From: http://images.rapgenius.com
Seorang pemilik kedai kopi di Kota Makassar bernama Rudy, bertanya kepada saya tadi siang sembari saya menyeruput secangkir kopi. Dari tatapan matanya, saya tahu ia ingin bertanya tentang pemilihan kepala daerah (Pilkada).

Dia katakan bahwa seorang calon gubernur di Indonesia harus siap-siap dengan uang sejumlah paling kurang Rp 200 milyar jika ingin ikut bertarung dalam pemilihan kepala daerah. Rudy juga menyebutkan bahwa untuk calon bupati, harus menyiapkan duit paling kurang Rp 50 milyar.

Itulah yang ingin Rudy konfirmasi kepada saya, apakah itu betul? Saya jawab bahwa itu betul. Betul 150 persen. Rudy tiba-tiba berpikir membandingkan uang sebanyak itu jika ia menggunakannya untuk menjalankan “bisnis halal”.

Lalu saya meluruskan pikiran Rudy yang komparatif itu. Pilkada adalah suatu arena dimana “uang iblis” dan “uang setan” saling mengintai dan mengintimidasi. Iblis memakan “uang setan” dan setan memangsa “uang iblis”.

Pilkada adalah arena “hitam”, dimana orang-orang tidak tega mengucurkan harta dan rejeki mereka yang didapatkan di jalan halal.

Rudy kemudian bertanya lagi, dari mana calon-calon itu mendapatkan “uang setan” atau “uang jin” itu?

Sekali lagi, bahwa sulit memiliki calon kepala daerah yang ingin menggunakan “uang halal”-nya bertarung di pilkada. Mereka umumnya disokong oleh pengusaha atau investor yang sudah lama bergelut dengan bisnis. Alapagi, calon-calon itu tidak punya uang “baik-baik” hingga sejumlah Rp 200 milyar atau Rp 50 milyar.

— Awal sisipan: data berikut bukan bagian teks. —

//! Typed views over the `data` payloads the platform documents.
//!
//! Every field is optional and unknown fields are kept in `extra`, so a model never
//! rejects a payload just because the API grew a new field. Use them through
//! [`crate::Envelope::data_as`].

use std::collections::BTreeMap;

use serde::Deserialize;
use serde_json::{Map, Value};

/// `data` of [`crate::PurfactedClient::search_facts`].
#[derive(Debug, Clone, Default, PartialEq, Deserialize)]
pub struct FactList {
    /// Matching facts for the requested page.
    #[serde(default)]
    pub facts: Vec<Fact>,
    /// Remaining fields (pagination metadata and the like).
    #[serde(flatten)]
    pub extra: Map<String, Value>,
}

/// A claim tracked by the platform.
#[derive(Debug, Clone, Default, PartialEq, Deserialize)]
pub struct Fact {
    /// Fact identifier.
    pub id: Option<String>,
    /// Short statement of the claim.
    pub title: Option<String>,
    /// Trust status, e.g. `PROVEN`.
    pub status: Option<String>,
    /// Remaining fields.
    #[serde(flatten)]
    pub extra: Map<String, Value>,
}

/// `data` of [`crate::PurfactedClient::get_trust_metrics`].
#[derive(Debug, Clone, Default, PartialEq, Deserialize)]
pub struct TrustMetrics {
    /// Trust status of the fact.
    pub status: Option<String>,
    /// Vote aggregates.
    #[serde(default)]
    pub votes: VoteMetrics,
    /// Source aggregates.
    #[serde(default)]
    pub sources: SourceMetrics,
    /// Remaining fields.
    #[serde(flatten)]
    pub extra: Map<String, Value>,
}

/// Vote aggregates of a fact.
#[derive(Debug, Clone, Default, PartialEq, Deserialize)]
#[serde(rename_all = "camelCase")]
pub struct VoteMetrics {
    /// Credibility-weighted vote score.
    pub weighted_score: Option<f64>,
    /// Number of votes cast.
    pub total: Option<u64>,
    /// Remaining fields.
    #[serde(flatten)]
    pub extra: Map<String, Value>,
}

/// Source aggregates of a fact.
#[derive(Debug, Clone, Default, PartialEq, Deserialize)]
#[serde(rename_all = "camelCase")]
pub struct SourceMetrics {
    /// Mean credibility of the sources backing the fact.
    pub average_credibility: Option<f64>,
    /// Remaining fields.
    #[serde(flatten)]
    pub extra: Map<String, Value>,
}

/// `data` of [`crate::PurfactedClient::get_platform_stats`].
#[derive(Debug, Clone, Default, PartialEq, Deserialize)]
pub struct PlatformStats {
    /// Fact counts.
    #[serde(default)]
    pub facts: FactStats,
    /// Source counts.
    #[serde(default)]
    pub sources: Counter,
    /// User participation.
    #[serde(default)]
    pub participation: Participation,
    /// Remaining fields.
    #[serde(flatten)]
    pub extra: Map<String, Value>,
}

/// Fact counts, overall and per status.
#[derive(Debug, Clone, Default, PartialEq, Deserialize)]
#[serde(rename_all = "camelCase")]
pub struct FactStats {
    /// Number of facts.
    pub total: Option<u64>,
    /// Number of facts per trust status.
    #[serde(default)]
    pub by_status: BTreeMap<String, u64>,
}

impl FactStats {
    /// Count for one status, `0` when the API did not list it.
    pub fn count(&self, status: &str) -> u64 {
        self.by_status.get(status).copied().unwrap_or(0)
    }
}

/// A bare `{total}` counter.
#[derive(Debug, Clone, Default, PartialEq, Deserialize)]
pub struct Counter {
    /// Number of items.
    pub total: Option<u64>,
}

/// User participation figures.
#[derive(Debug, Clone, Default, PartialEq, Deserialize)]
#[serde(rename_all = "camelCase")]
pub struct Participation {
    /// Users active on the platform.
    pub active_users: Option<u64>,
    /// Remaining fields.
    #[serde(flatten)]
    pub extra: Map<String, Value>,
}

/// A webhook subscription.
///
/// `secret` is only returned once, by [`crate::PurfactedClient::create_webhook`].
#[derive(Debug, Clone, Default, PartialEq, Deserialize)]
#[serde(rename_all = "camelCase")]
pub struct Webhook {
    /// Webhook identifier.
    pub id: Option<String>,
    /// Delivery URL.
    pub url: Option<String>,
    /// Subscribed events, e.g. `fact.status_changed`.
    #[serde(default)]
    pub events: Vec<String>,
    /// Whether deliveries are enabled.
    pub is_active: Option<bool>,
    /// Signing secret.
    pub secret: Option<String>,
    /// Remaining fields (delivery logs and the like).
    #[serde(flatten)]
    pub extra: Map<String, Value>,
}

Rudy, yang juga seorang pengusaha, keberatan dengan pejelasan saya. Pengusaha atau pebisnis, katanya, tidak mungkin mengucurkan “uang tidak baik”. Alasan Rudy, karena pengusaha atau pebinis hanya punya “uang baik-baik”.

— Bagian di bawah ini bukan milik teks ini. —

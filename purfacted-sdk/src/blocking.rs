//! Blocking facade over [`crate::PurfactedClient`].
//!
//! Every call drives the async client to completion on a private current-thread
//! tokio runtime, so each operation blocks until the response arrives or the
//! transport fails. Do not use it from inside an async runtime: creating, calling
//! or dropping it there panics, as with `reqwest::blocking`.
//!
//! ```no_run
//! let client = purfacted::blocking::PurfactedClient::new("your_api_key_here")?;
//! let stats = client.get_platform_stats()?;
//! println!("{}", stats.data()["facts"]["total"]);
//! # Ok::<(), purfacted::Error>(())
//! ```

use std::sync::Arc;

use reqwest::Method;
use tokio::runtime::Runtime;

use crate::{
    BuildError, CategoryQuery, Envelope, FactSearch, NewWebhook, RequestOptions, Result,
    SourceQuery, WebhookUpdate,
};

/// Synchronous PurFacted client. Cloning shares both the runtime and the connection pool.
#[derive(Clone)]
pub struct PurfactedClient {
    inner: crate::PurfactedClient,
    rt: Arc<Runtime>,
}

impl std::fmt::Debug for PurfactedClient {
    fn fmt(&self, f: &mut std::fmt::Formatter<'_>) -> std::fmt::Result {
        f.debug_struct("PurfactedClient")
            .field("inner", &self.inner)
            .finish_non_exhaustive()
    }
}

impl PurfactedClient {
    /// Blocking client for the production API with the given key.
    pub fn new<S: Into<String>>(api_key: S) -> std::result::Result<Self, BuildError> {
        Self::with_client(crate::PurfactedClient::new(api_key)?)
    }

    /// Wrap an already configured async client, e.g. one built with a custom base URL.
    pub fn with_client(inner: crate::PurfactedClient) -> std::result::Result<Self, BuildError> {
        let rt = tokio::runtime::Builder::new_current_thread()
            .enable_all()
            .build()?;
        Ok(Self {
            inner,
            rt: Arc::new(rt),
        })
    }

    /// The async client this facade drives.
    pub fn async_client(&self) -> &crate::PurfactedClient {
        &self.inner
    }

    /// See [`crate::PurfactedClient::request`].
    pub fn request(
        &self,
        method: Method,
        endpoint: &str,
        options: RequestOptions,
    ) -> Result<Envelope> {
        self.rt
            .block_on(self.inner.request(method, endpoint, options))
    }

    /// See [`crate::PurfactedClient::search_facts`].
    pub fn search_facts(&self, search: &FactSearch) -> Result<Envelope> {
        self.rt.block_on(self.inner.search_facts(search))
    }

    /// See [`crate::PurfactedClient::get_fact`].
    pub fn get_fact(&self, fact_id: &str) -> Result<Envelope> {
        self.rt.block_on(self.inner.get_fact(fact_id))
    }

    /// See [`crate::PurfactedClient::list_sources`].
    pub fn list_sources(&self, query: &SourceQuery) -> Result<Envelope> {
        self.rt.block_on(self.inner.list_sources(query))
    }

    /// See [`crate::PurfactedClient::get_source`].
    pub fn get_source(&self, source_id: &str) -> Result<Envelope> {
        self.rt.block_on(self.inner.get_source(source_id))
    }

    /// See [`crate::PurfactedClient::list_categories`].
    pub fn list_categories(&self, query: &CategoryQuery) -> Result<Envelope> {
        self.rt.block_on(self.inner.list_categories(query))
    }

    /// See [`crate::PurfactedClient::get_category`].
    pub fn get_category(&self, category_id: &str) -> Result<Envelope> {
        self.rt.block_on(self.inner.get_category(category_id))
    }

    /// See [`crate::PurfactedClient::get_category_tree`].
    pub fn get_category_tree(&self) -> Result<Envelope> {
        self.rt.block_on(self.inner.get_category_tree())
    }

    /// See [`crate::PurfactedClient::get_trust_metrics`].
    pub fn get_trust_metrics(&self, fact_id: &str) -> Result<Envelope> {
        self.rt.block_on(self.inner.get_trust_metrics(fact_id))
    }

    /// See [`crate::PurfactedClient::batch_trust_metrics`].
    pub fn batch_trust_metrics<S: AsRef<str>>(&self, fact_ids: &[S]) -> Result<Envelope> {
        self.rt.block_on(self.inner.batch_trust_metrics(fact_ids))
    }

    /// See [`crate::PurfactedClient::get_platform_stats`].
    pub fn get_platform_stats(&self) -> Result<Envelope> {
        self.rt.block_on(self.inner.get_platform_stats())
    }

    /// See [`crate::PurfactedClient::list_webhooks`].
    pub fn list_webhooks(&self) -> Result<Envelope> {
        self.rt.block_on(self.inner.list_webhooks())
    }

    /// See [`crate::PurfactedClient::create_webhook`].
    pub fn create_webhook(&self, webhook: &NewWebhook) -> Result<Envelope> {
        self.rt.block_on(self.inner.create_webhook(webhook))
    }

    /// See [`crate::PurfactedClient::get_webhook`].
    pub fn get_webhook(&self, webhook_id: &str) -> Result<Envelope> {
        self.rt.block_on(self.inner.get_webhook(webhook_id))
    }

    /// See [`crate::PurfactedClient::update_webhook`].
    pub fn update_webhook(&self, webhook_id: &str, update: &WebhookUpdate) -> Result<Envelope> {
        self.rt
            .block_on(self.inner.update_webhook(webhook_id, update))
    }

    /// See [`crate::PurfactedClient::delete_webhook`].
    pub fn delete_webhook(&self, webhook_id: &str) -> Result<Envelope> {
        self.rt.block_on(self.inner.delete_webhook(webhook_id))
    }
}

Pada sisi lain, Rudy ada betulnya tentang itu. Tetapi pada sisi yang kelam, Rudy juga tahu bahwa bisnis yang mengelolah proyek APBN dan APBD adalah bisnis yang kerap disebut BISNIS MAKAN BURUNG BERAK KERBAU. Apa itu? Hanya memakan satu sendok, tetapi beraknya satu karung.

Kepada Rudy saya melanjutkan penjelasan. Ada proyek APBN/APBD bernilai Rp 100 milyar, misalnya. Anda mestinya hanya untung paling banyak 20 persen. Ternyata anda bisa untung sampai 50 persen. Nah, yang 30 persen sisanya itulah yang paling gaduh masuk arena pilkada.

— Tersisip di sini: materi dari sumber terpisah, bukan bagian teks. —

use httpmock::prelude::*;
use purfacted::models::{PlatformStats, TrustMetrics};
use serde_json::json;

use super::utils::{api_path, client_for, failure, ok};

#[tokio::test]
async fn trust_metrics_decode_into_model() {
    let server = MockServer::start_async().await;
    let mock = server
        .mock_async(|when, then| {
            when.method(GET).path(api_path("/trust/fact_7"));
            then.status(200).json_body(ok(json!({
                "status": "PROVEN",
                "votes": {"weightedScore": 0.91, "total": 120},
                "sources": {"averageCredibility": 82.5}
            })));
        })
        .await;

    let client = client_for(&server);
    let trust: TrustMetrics = client
        .get_trust_metrics("fact_7")
        .await
        .unwrap()
        .data_as()
        .unwrap();

    mock.assert_async().await;
    assert_eq!(trust.status.as_deref(), Some("PROVEN"));
    assert_eq!(trust.votes.weighted_score, Some(0.91));
    assert_eq!(trust.votes.total, Some(120));
    assert_eq!(trust.sources.average_credibility, Some(82.5));
}

#[tokio::test]
async fn batch_trust_metrics_posts_fact_ids() {
    let server = MockServer::start_async().await;
    let mock = server
        .mock_async(|when, then| {
            when.method(POST)
                .path(api_path("/trust/batch"))
                .json_body(json!({"factIds": ["f1", "f2", "f3"]}));
            then.status(200)
                .json_body(ok(json!({"f1": {}, "f2": {}, "f3": {}})));
        })
        .await;

    let client = client_for(&server);
    let envelope = client
        .batch_trust_metrics(&["f1", "f2", "f3"])
        .await
        .unwrap();

    mock.assert_async().await;
    assert_eq!(envelope.data().as_object().unwrap().len(), 3);
}

#[tokio::test]
async fn oversized_batch_is_rejected_by_the_server() {
    let server = MockServer::start_async().await;
    server
        .mock_async(|when, then| {
            when.method(POST).path(api_path("/trust/batch"));
            then.status(400)
                .json_body(failure("VALIDATION_ERROR", "Maximum 100 fact IDs allowed"));
        })
        .await;

    let ids: Vec<String> = (0..=purfacted::MAX_BATCH_TRUST_IDS)
        .map(|i| format!("f{i}"))
        .collect();

    let client = client_for(&server);
    let err = client.batch_trust_metrics(&ids).await.unwrap_err();
    assert_eq!(err.api_code(), Some("VALIDATION_ERROR"));
}

#[tokio::test]
async fn platform_stats_decode_into_model() {
    let server = MockServer::start_async().await;
    server
        .mock_async(|when, then| {
            when.method(GET).path(api_path("/trust/stats"));
            then.status(200).json_body(ok(json!({
                "facts": {"total": 300, "byStatus": {"PROVEN": 120, "DISPUTED": 30}},
                "sources": {"total": 900},
                "participation": {"activeUsers": 45}
            })));
        })
        .await;

    let client = client_for(&server);
    let stats: PlatformStats = client
        .get_platform_stats()
        .await
        .unwrap()
        .data_as()
        .unwrap();

    assert_eq!(stats.facts.total, Some(300));
    assert_eq!(stats.facts.count("PROVEN"), 120);
    assert_eq!(stats.sources.total, Some(900));
    assert_eq!(stats.participation.active_users, Some(45));
}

Rudy juga tidak lupa bertanya perihal motif pebisnis yang menjadi investor di pilkada. Saya katakan bahwa jika di telpon seluler ada kuota intenet. Maka dalam pemerintahan daerah hasil pilkada, ada juga yang disebut kuota APBD. Kuota itulah motif mereka.

Ada juga investor lain yang bisa berinvestasi di pilkada karena sukses membisniskan jabatan basah dan perizinan.

Saya bertanya, apakah Rudy berhasrat menjadi calon kepala daerah? Dia terbahak. Dia merasa lucu jika ia punya pikiran seperti itu.

“Pak Maqbul, kalau saya punya duit Rp 200 milyar, saya tenang dapat bunga deposito Rp 80 juta per bulan. Tidak ada yang ganggu,” kata Rudy.

Ia bungkam ketika saya timpali bahwa memang dia bisa tenang tetapi tidak bakal pernah mendapatkan kehormatan. Dia hanya berujar simpel bahwa tidak perlu dirinya terhormat dengan cara konyol seperti itu.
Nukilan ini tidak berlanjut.